Stretching is often neglected. With a bit of work, stretching can lengthen muscles, work out knots, and ease aches and pains. Dancers have more freedom of movement when their muscles are relaxed and pliable. Proper, active stretching increases endorphins, creating a sense of well-being and increased energy. This positive frame of mind allows dancers to work harder and be more productive in class.

How to identify tight spots

Many dancers experience tight muscles from vigorous training. It is best for dancers to target these troublesome areas, even when stretching may feel painful. To avoid any pain or injuries, dancers should prepare properly and stay within their limits.

To avoid these mistakes, begin by identifying your tight spots.

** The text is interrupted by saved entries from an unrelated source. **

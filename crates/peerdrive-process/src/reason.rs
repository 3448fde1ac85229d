//! Component identity and failure reasons.

use std::error::Error as StdError;
use std::sync::atomic::{AtomicU64, Ordering};
use std::sync::Arc;

/// Opaque identity of a process component, unique within this node.
#[derive(Debug, Clone, Copy, PartialEq, Eq, Hash, PartialOrd, Ord)]
pub struct ComponentId(u64);

impl ComponentId {
    /// Allocate a fresh id.
    pub fn next() -> Self {
        static NEXT: AtomicU64 = AtomicU64::new(1);
        Self(NEXT.fetch_add(1, Ordering::Relaxed))
    }

    pub const fn as_u64(self) -> u64 {
        self.0
    }
}

impl std::fmt::Display for ComponentId {
    fn fmt(&self, f: &mut std::fmt::Formatter<'_>) -> std::fmt::Result {
        write!(f, "#{}", self.0)
    }
}

/// Why a process is being rolled back.
///
/// Created where the failure happens and passed upward unchanged. The cause is
/// shared so the reason stays cheap to clone for every listener.
#[derive(Debug, Clone)]
pub struct RollbackReason {
    origin: ComponentId,
    message: String,
    cause: Option<Arc<dyn StdError + Send + Sync>>,
}

impl RollbackReason {
    pub fn new(origin: ComponentId, message: impl Into<String>) -> Self {
        Self {
            origin,
            message: message.into(),
            cause: None,
        }
    }

    /// Attach the error that triggered this failure.
    pub fn with_cause(mut self, cause: impl StdError + Send + Sync + 'static) -> Self {
        self.cause = Some(Arc::new(cause));
        self
    }

    /// The component that failed.
    pub fn origin(&self) -> ComponentId {
        self.origin
    }

    pub fn message(&self) -> &str {
        &self.message
    }

    pub fn cause(&self) -> Option<&(dyn StdError + Send + Sync + 'static)> {
        self.cause.as_deref()
    }
}

impl std::fmt::Display for RollbackReason {
    fn fmt(&self, f: &mut std::fmt::Formatter<'_>) -> std::fmt::Result {
        write!(f, "{} (component {})", self.message, self.origin)?;
        if let Some(cause) = &self.cause {
            write!(f, ": {cause}")?;
        }
        Ok(())
    }
}

impl StdError for RollbackReason {
    fn source(&self) -> Option<&(dyn StdError + 'static)> {
        self.cause
            .as_deref()
            .map(|cause| cause as &(dyn StdError + 'static))
    }
}

#[cfg(test)]
mod tests {
    use super::*;

    #[test]
    fn ids_are_unique() {
        let a = ComponentId::next();
        let b = ComponentId::next();
        assert_ne!(a, b);
        assert!(b > a);
    }

    #[test]
    fn reason_keeps_origin_and_cause() {
        let origin = ComponentId::next();
        let io = std::io::Error::new(std::io::ErrorKind::Other, "disk full");
        let reason = RollbackReason::new(origin, "metadata not persisted").with_cause(io);

        assert_eq!(reason.origin(), origin);
        assert_eq!(reason.message(), "metadata not persisted");
        assert!(reason.cause().is_some());
        assert!(reason.to_string().contains("disk full"));
        assert!(StdError::source(&reason).is_some());
    }

    #[test]
    fn clones_share_the_cause() {
        let reason = RollbackReason::new(ComponentId::next(), "boom")
            .with_cause(std::fmt::Error);
        let copy = reason.clone();
        assert_eq!(copy.to_string(), reason.to_string());
    }
}
//! Per-process scratch data.

use std::sync::Arc;

use parking_lot::Mutex;

use crate::{ComponentId, RollbackReason};

/// Shared "please roll back" mark set from outside a running process.
#[derive(Debug, Clone, Default)]
pub(crate) struct StopSignal(Arc<Mutex<Option<RollbackReason>>>);

impl StopSignal {
    /// Record the stop reason. The first request wins.
    pub(crate) fn request(&self, reason: RollbackReason) -> bool {
        let mut slot = self.0.lock();
        if slot.is_some() {
            return false;
        }
        *slot = Some(reason);
        true
    }

    pub(crate) fn reason(&self) -> Option<RollbackReason> {
        self.0.lock().clone()
    }
}

/// Typed scratch space threaded through every step of one process instance.
///
/// The process owns its context exclusively and drops it when it finishes.
/// Steps read what earlier steps produced from [`data`](Self::data) and
/// publish their own results through [`data_mut`](Self::data_mut).
#[derive(Debug)]
pub struct ProcessContext<C> {
    process_id: ComponentId,
    current: ComponentId,
    stop: StopSignal,
    data: C,
}

impl<C> ProcessContext<C> {
    /// Context for a process that is driven by hand (e.g. a single step in a test).
    pub fn new(data: C) -> Self {
        let id = ComponentId::next();
        Self::attached(id, StopSignal::default(), data)
    }

    pub(crate) fn attached(process_id: ComponentId, stop: StopSignal, data: C) -> Self {
        Self {
            process_id,
            current: process_id,
            stop,
            data,
        }
    }

    /// Id of the root process this context belongs to.
    pub fn process_id(&self) -> ComponentId {
        self.process_id
    }

    /// Id of the component currently executing or rolling back.
    pub fn current_component(&self) -> ComponentId {
        self.current
    }

    /// Switch the current component, returning the previous one.
    pub(crate) fn enter(&mut self, id: ComponentId) -> ComponentId {
        std::mem::replace(&mut self.current, id)
    }

    pub fn data(&self) -> &C {
        &self.data
    }

    pub fn data_mut(&mut self) -> &mut C {
        &mut self.data
    }

    pub fn into_data(self) -> C {
        self.data
    }

    /// Build a failure reason originating from the current component.
    pub fn fail(&self, message: impl Into<String>) -> RollbackReason {
        RollbackReason::new(self.current, message)
    }

    /// Set if someone asked this process to stop and roll back.
    pub fn stop_requested(&self) -> Option<RollbackReason> {
        self.stop.reason()
    }
}

#[cfg(test)]
mod tests {
    use super::*;

    #[test]
    fn fail_uses_current_component() {
        let mut ctx = ProcessContext::new(0u32);
        let step = ComponentId::next();
        let previous = ctx.enter(step);

        assert_eq!(previous, ctx.process_id());
        assert_eq!(ctx.fail("nope").origin(), step);

        ctx.enter(previous);
        assert_eq!(ctx.fail("nope").origin(), ctx.process_id());
    }

    #[test]
    fn first_stop_request_wins() {
        let stop = StopSignal::default();
        let ctx = ProcessContext::attached(ComponentId::next(), stop.clone(), ());
        assert!(ctx.stop_requested().is_none());

        assert!(stop.request(RollbackReason::new(ctx.process_id(), "logout")));
        assert!(!stop.request(RollbackReason::new(ctx.process_id(), "again")));
        assert_eq!(ctx.stop_requested().unwrap().message(), "logout");
    }

    #[test]
    fn data_is_owned_by_the_context() {
        let mut ctx = ProcessContext::new(vec![1, 2]);
        ctx.data_mut().push(3);
        assert_eq!(ctx.data(), &vec![1, 2, 3]);
        assert_eq!(ctx.into_data(), vec![1, 2, 3]);
    }
}
//! Logout process: leave the directory and persist node metadata.

use std::path::PathBuf;
use std::sync::Arc;

use async_trait::async_trait;
use peerdrive_process::{Process, ProcessContext, ProcessStep, RollbackReason, SequentialProcess};
use tracing::{debug, info};

use crate::error::Error;
use crate::models::{LocationEntry, Locations, PersistentMeta};
use crate::session::SessionProvider;
use crate::storage::DirectoryStorage;

/// Scratch data of the logout process.
#[derive(Debug, Default)]
pub struct LogoutData {
    /// Directory without this node.
    pub remaining: Option<Locations>,
    /// Version written when this node's entry was removed.
    pub removed_version: Option<u64>,
    /// Metadata file written by [`WritePersistentStep`].
    pub meta_path: Option<PathBuf>,
}

/// Remove this node's entry from the user's directory.
pub struct RemoveOwnLocationStep {
    sessions: SessionProvider,
    storage: Arc<dyn DirectoryStorage>,
}

impl RemoveOwnLocationStep {
    pub fn new(sessions: SessionProvider, storage: Arc<dyn DirectoryStorage>) -> Self {
        Self { sessions, storage }
    }
}

#[async_trait]
impl ProcessStep<LogoutData> for RemoveOwnLocationStep {
    fn name(&self) -> &str {
        "remove-own-location"
    }

    async fn execute(&mut self, ctx: &mut ProcessContext<LogoutData>) -> Result<(), RollbackReason> {
        let session = self
            .sessions
            .current()
            .map_err(|e| ctx.fail("cannot leave directory").with_cause(e))?;

        let read = match self.storage.read_locations(&session.user_id).await {
            Ok(read) => read,
            Err(Error::NotFound(_)) => {
                debug!("No locations stored for {}", session.user_id);
                return Ok(());
            }
            Err(e) => return Err(ctx.fail("cannot read locations").with_cause(e)),
        };

        let mut locations = read.value;
        if !locations.remove_entry(&session.own_address) {
            ctx.data_mut().remaining = Some(locations);
            return Ok(());
        }

        let version = self
            .storage
            .write_locations(&locations, Some(read.version))
            .await
            .map_err(|e| ctx.fail("cannot store locations").with_cause(e))?;
        info!(
            user = %session.user_id,
            remaining = locations.len(),
            "Removed own location"
        );
        let data = ctx.data_mut();
        data.remaining = Some(locations);
        data.removed_version = Some(version);
        Ok(())
    }

    async fn rollback(&mut self, ctx: &mut ProcessContext<LogoutData>) -> Result<(), RollbackReason> {
        let Some(version) = ctx.data_mut().removed_version.take() else {
            return Ok(());
        };
        let Some(mut locations) = ctx.data().remaining.clone() else {
            return Ok(());
        };
        let session = self
            .sessions
            .current()
            .map_err(|e| ctx.fail("cannot rejoin directory").with_cause(e))?;

        if !locations.add_entry(LocationEntry::new(session.own_address)) {
            return Ok(());
        }
        self.storage
            .write_locations(&locations, Some(version))
            .await
            .map(|_| ())
            .map_err(|e| ctx.fail("cannot rejoin directory").with_cause(e))
    }
}

/// Write [`PersistentMeta`] to `<root>/.peerdrive/meta.json`.
pub struct WritePersistentStep {
    sessions: SessionProvider,
}

impl WritePersistentStep {
    pub fn new(sessions: SessionProvider) -> Self {
        Self { sessions }
    }
}

#[async_trait]
impl ProcessStep<LogoutData> for WritePersistentStep {
    fn name(&self) -> &str {
        "write-persistent"
    }

    async fn execute(&mut self, ctx: &mut ProcessContext<LogoutData>) -> Result<(), RollbackReason> {
        let session = self
            .sessions
            .current()
            .map_err(|e| ctx.fail("cannot write metadata").with_cause(e))?;

        let last_locations = ctx.data().remaining.clone();
        let meta = PersistentMeta::new(session.user_id.clone(), session.own_address, last_locations);
        let path = PersistentMeta::path_in(&session.root);

        let write = async {
            if let Some(dir) = path.parent() {
                tokio::fs::create_dir_all(dir).await?;
            }
            let json = serde_json::to_vec_pretty(&meta)?;
            tokio::fs::write(&path, json).await?;
            Ok::<_, Error>(())
        };
        write
            .await
            .map_err(|e| ctx.fail("cannot write metadata").with_cause(e))?;

        debug!("Wrote metadata to {}", path.display());
        ctx.data_mut().meta_path = Some(path);
        Ok(())
    }

    async fn rollback(&mut self, ctx: &mut ProcessContext<LogoutData>) -> Result<(), RollbackReason> {
        let Some(path) = ctx.data_mut().meta_path.take() else {
            return Ok(());
        };
        match tokio::fs::remove_file(&path).await {
            Ok(()) => Ok(()),
            Err(e) if e.kind() == std::io::ErrorKind::NotFound => Ok(()),
            Err(e) => Err(ctx.fail("cannot remove metadata").with_cause(e)),
        }
    }
}

/// Build the process run when the user logs out of this node.
pub fn logout_process(sessions: SessionProvider, storage: Arc<dyn DirectoryStorage>) -> Process {
    let sequence = SequentialProcess::new("logout")
        .with_step(RemoveOwnLocationStep::new(sessions.clone(), storage))
        .with_step(WritePersistentStep::new(sessions));
    Process::new(sequence, LogoutData::default())
}
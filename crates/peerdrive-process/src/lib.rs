//! Peerdrive Process Framework
//!
//! Every user-facing operation of a peerdrive node (log in, log out, upload,
//! share, ...) is a tree of small units of work that runs asynchronously and
//! undoes itself in order when something goes wrong.
//!
//! # Overview
//!
//! - [`ProcessStep`]: one unit of work with an `execute` hook and an optional
//!   `rollback` compensation hook.
//! - [`ProcessComponent`]: a step wrapped with an identity and a
//!   [`ProcessState`] lifecycle. A component executes at most once.
//! - [`SequentialProcess`]: an ordered list of components run one after the
//!   other. When a child fails, the failed child and then every completed
//!   child are rolled back, last completed first, one at a time.
//! - [`ProcessContext`]: typed scratch data owned by one running process and
//!   handed to every step in turn.
//! - [`Process`]: the runnable root. [`Process::start`] never blocks; the
//!   tree runs on the tokio runtime and reports through [`ProcessListener`]s.
//!
//! # Lifecycle
//!
//! ```text
//! Unready ─┐
//!          ├─► Executing ─┬─► Succeeded
//! Ready ───┘              └─► Failed ─► RollingBack ─┬─► Rollbacked
//!                                                    └─► FailedTerminal
//! ```
//!
//! Listeners see `on_succeeded` or `on_failed`, then `on_finished`, exactly
//! once. A listener attached after the process finished gets the same
//! notifications replayed immediately. Children of a sequence are observed
//! the same way through the [`ComponentHandle`] returned by
//! [`SequentialProcess::add_step`]; they report how their execution ended.
//!
//! # Example
//!
//! ```rust,ignore
//! let process = Process::new(
//!     SequentialProcess::new("login")
//!         .with_step(GetLocationsStep::new(storage))
//!         .with_step(ContactPeersStep::new(messenger, timeout)),
//!     LoginData::default(),
//! );
//! let listener = Arc::new(RecordingListener::default());
//! process.attach_listener(listener.clone());
//! process.start()?;
//! process.wait(Waiter::from_secs(30)).await?;
//! ```

pub mod component;
pub mod composite;
pub mod context;
pub mod error;
pub mod listener;
pub mod manager;
pub mod process;
pub mod reason;
pub mod state;
pub mod step;
pub mod waiter;

pub use component::{ComponentHandle, ProcessComponent};
pub use composite::SequentialProcess;
pub use context::ProcessContext;
pub use error::{ProcessError, Result};
pub use listener::{OnFinished, ProcessListener, RecordingListener};
pub use manager::ProcessManager;
pub use process::{Process, ProcessOutcome};
pub use reason::{ComponentId, RollbackReason};
pub use state::ProcessState;
pub use step::ProcessStep;
pub use waiter::Waiter;
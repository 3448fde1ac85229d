//! Peer liveness probing.
//!
//! A probe asks one device "is `user_id` logged in on you?". Devices that are
//! offline, or hold a different session, never answer; the caller's window
//! decides when to give up on them.

mod memory;
mod tcp;

use async_trait::async_trait;
use peerdrive_dht::PeerAddress;
use serde::{Deserialize, Serialize};

pub use memory::{InMemoryMessenger, InMemoryNetwork, PeerBehavior};
pub use tcp::{ProbeServer, TcpMessenger};

/// Result of probing one peer.
#[derive(Debug, Clone, Copy, PartialEq, Eq)]
pub enum ProbeOutcome {
    /// The peer answered for the same user.
    Alive,
    /// The peer is known to be unreachable (refused, closed, wrong answer).
    Unreachable,
}

/// Sends liveness probes.
///
/// `probe` may never resolve for a silent peer. Callers bound it with a timeout.
#[async_trait]
pub trait PeerMessenger: Send + Sync {
    async fn probe(&self, user_id: &str, peer: &PeerAddress) -> ProbeOutcome;
}

/// Line-delimited JSON messages of the probe protocol.
#[derive(Debug, Clone, PartialEq, Eq, Serialize, Deserialize)]
#[serde(tag = "type", rename_all = "snake_case")]
pub enum WireMessage {
    AliveRequest { user_id: String },
    AliveResponse { peer: PeerAddress },
}
//! DHT state management.

use std::collections::HashMap;

use crate::{DhtEntry, DhtError, DhtKey, DhtValue, Result};

/// Local DHT state.
///
/// Stores the entries this node holds. Writes either overwrite
/// unconditionally ([`put`](Self::put)) or only when the stored version is
/// the one the writer last read ([`put_versioned`](Self::put_versioned)).
#[derive(Debug, Default)]
pub struct DhtState {
    entries: HashMap<DhtKey, DhtEntry>,
}

impl DhtState {
    /// Create empty state.
    pub fn new() -> Self {
        Self {
            entries: HashMap::new(),
        }
    }

    /// Get an entry by key.
    pub fn get(&self, key: &DhtKey) -> Option<&DhtEntry> {
        self.entries.get(key)
    }

    /// Current version of a key, if present.
    pub fn version(&self, key: &DhtKey) -> Option<u64> {
        self.entries.get(key).map(|e| e.version)
    }

    /// Write unconditionally. Returns the new version.
    pub fn put(&mut self, key: DhtKey, value: DhtValue) -> u64 {
        match self.entries.get_mut(&key) {
            Some(existing) => existing.overwrite(value),
            None => {
                self.entries.insert(key, DhtEntry::new(key, value));
                1
            }
        }
    }

    /// Compare-and-set write.
    ///
    /// `expected` is the version the caller read, or `None` if the caller
    /// saw no entry. The write only happens if the stored version still
    /// matches. Returns the new version.
    pub fn put_versioned(
        &mut self,
        key: DhtKey,
        value: DhtValue,
        expected: Option<u64>,
    ) -> Result<u64> {
        let actual = self.version(&key);
        if actual != expected {
            return Err(DhtError::VersionConflict {
                key,
                expected,
                actual,
            });
        }
        Ok(self.put(key, value))
    }

    /// Number of entries.
    pub fn len(&self) -> usize {
        self.entries.len()
    }

    /// Check if empty.
    pub fn is_empty(&self) -> bool {
        self.entries.is_empty()
    }
}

  1. Go through simple stretches that target major muscle groups (i.e. hamstrings, quads). When you feel a pull, you are experiencing a tight spot.
  2. Hold the stretch for about 45 seconds, take a deep breath, release a little deeper into the stretch. Repeat three times.
  3. Stretching the major muscle groups will allow physical freedom and will eventually allow you to stretch further while remaining safe and decreasing your chance of muscle or joint damage.

When you’ve stretched ‘too much’

Dancers and other athletes are often very driven, and can sometimes push themselves too far. In certain instances, a dancer is feeling limber and will overstretch his or her body. Jessica says, “I’m all for pushing yourself as hard as you can, but it is important to continue to check in with your body to determine if you are feeling any sort of weird pull. After a good stretch workout the limbs will often feel like jellyfish and heavy. Once you’ve reached that point, it is a good idea to finish stretching for the day. Rest and let your muscles recover so that you can continue to build on what you’ve already accomplished the next day.”


Dos & Don’ts for stretching

  • Do add a stretch class to your training regiment.
  • Do remember how the stretches make you feel and incorporate them into your daily routine. You’ll feel a difference!
  • Don’t be sloppy when you stretch and use extra caution when a partner is helping you. Partners do not necessarily know your limits and may not be able to feel your level of resistance.
  • Do remain focused and keep your stretches clean. Pushing your body and maneuvering yourself into unstable positions can be unsafe.
  • Do ask the instructor for tips on how to stretch a trouble spot.
  • Don’t forget your dance technique when you are stretching. Alignment and placement are just as important in stretch class as in dance class.
  • Do make sure you warm-up/stretch for at least 20 minutes before class, so that your body is pliable and strong when you begin.